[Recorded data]
= = =

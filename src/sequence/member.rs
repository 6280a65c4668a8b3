//! Actors, participants and boxes around them.

use std::fmt;

use super::SequenceItem;
use crate::util::slugify;

/// Anything a link or note can point at.
pub trait Member {
    /// Identifier used on arrow and note lines.
    fn id(&self) -> &str;
}

/// A person-shaped lifeline, addressed by its display name.
#[derive(Debug, Clone, PartialEq, Eq)]
pub struct Actor {
    pub name: String,
}

impl Actor {
    pub fn new(name: impl Into<String>) -> Self {
        Self { name: name.into() }
    }
}

impl Member for Actor {
    fn id(&self) -> &str {
        &self.name
    }
}

impl fmt::Display for Actor {
    fn fmt(&self, f: &mut fmt::Formatter<'_>) -> fmt::Result {
        writeln!(f, "\tactor {}", self.name)
    }
}

/// A box-shaped lifeline with a slugified id and an alias display name.
#[derive(Debug, Clone, PartialEq, Eq)]
pub struct Participant {
    pub name: String,
    pub id: String,
}

impl Participant {
    pub fn new(name: impl Into<String>) -> Self {
        let name = name.into();
        let id = slugify(&name);
        Self { name, id }
    }
}

impl Member for Participant {
    fn id(&self) -> &str {
        &self.id
    }
}

impl fmt::Display for Participant {
    fn fmt(&self, f: &mut fmt::Formatter<'_>) -> fmt::Result {
        writeln!(f, "\tparticipant {} as {}", self.id, self.name)
    }
}

/// A `box` grouping around a run of members.
#[derive(Debug, Clone)]
pub struct ActorBox {
    pub name: String,
    pub members: Vec<SequenceItem>,
}

impl ActorBox {
    pub fn new(name: impl Into<String>, members: Vec<SequenceItem>) -> Self {
        Self {
            name: name.into(),
            members,
        }
    }
}

impl fmt::Display for ActorBox {
    fn fmt(&self, f: &mut fmt::Formatter<'_>) -> fmt::Result {
        writeln!(f, "\tbox {}", self.name)?;
        for member in &self.members {
            write!(f, "{member}")?;
        }
        f.write_str("\tend\n")
    }
}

= = =

● **WHAT YOU WILL DO**: Go through the entries above and write each one out exactly.

● **EXERCISE OUTPUT**:
filename src/sequence/member.rs
repository 6280a65c4668a8b3
//! Actors, participants and boxes around them.

use std::fmt;

use super::SequenceItem;
use crate::util::slugify;

/// Anything a link or note can point at.
pub trait Member {
    /// Identifier used on arrow and note lines.
    fn id(&self) -> &str;
}

/// A person-shaped lifeline, addressed by its display name.
#[derive(Debug, Clone, PartialEq, Eq)]
pub struct Actor {
    pub name: String,
}

impl Actor {
    pub fn new(name: impl Into<String>) -> Self {
        Self { name: name.into() }
    }
}

impl Member for Actor {
    fn id(&self) -> &str {
        &self.name
    }
}

impl fmt::Display for Actor {
    fn fmt(&self, f: &mut fmt::Formatter<'_>) -> fmt::Result {
        writeln!(f, "\tactor {}", self.name)
    }
}

/// A box-shaped lifeline with a slugified id and an alias display name.
#[derive(Debug, Clone, PartialEq, Eq)]
pub struct Participant {
    pub name: String,
    pub id: String,
}

impl Participant {
    pub fn new(name: impl Into<String>) -> Self {
        let name = name.into();
        let id = slugify(&name);
        Self { name, id }
    }
}

impl Member for Participant {
    fn id(&self) -> &str {
        &self.id
    }
}

impl fmt::Display for Participant {
    fn fmt(&self, f: &mut fmt::Formatter<'_>) -> fmt::Result {
        writeln!(f, "\tparticipant {} as {}", self.id, self.name)
    }
}

/// A `box` grouping around a run of members.
#[derive(Debug, Clone)]
pub struct ActorBox {
    pub name: String,
    pub members: Vec<SequenceItem>,
}

impl ActorBox {
    pub fn new(name: impl Into<String>, members: Vec<SequenceItem>) -> Self {
        Self {
            name: name.into(),
            members,
        }
    }
}

impl fmt::Display for ActorBox {
    fn fmt(&self, f: &mut fmt::Formatter<'_>) -> fmt::Result {
        writeln!(f, "\tbox {}", self.name)?;
        for member in &self.members {
            write!(f, "{member}")?;
        }
        f.write_str("\tend\n")
    }
}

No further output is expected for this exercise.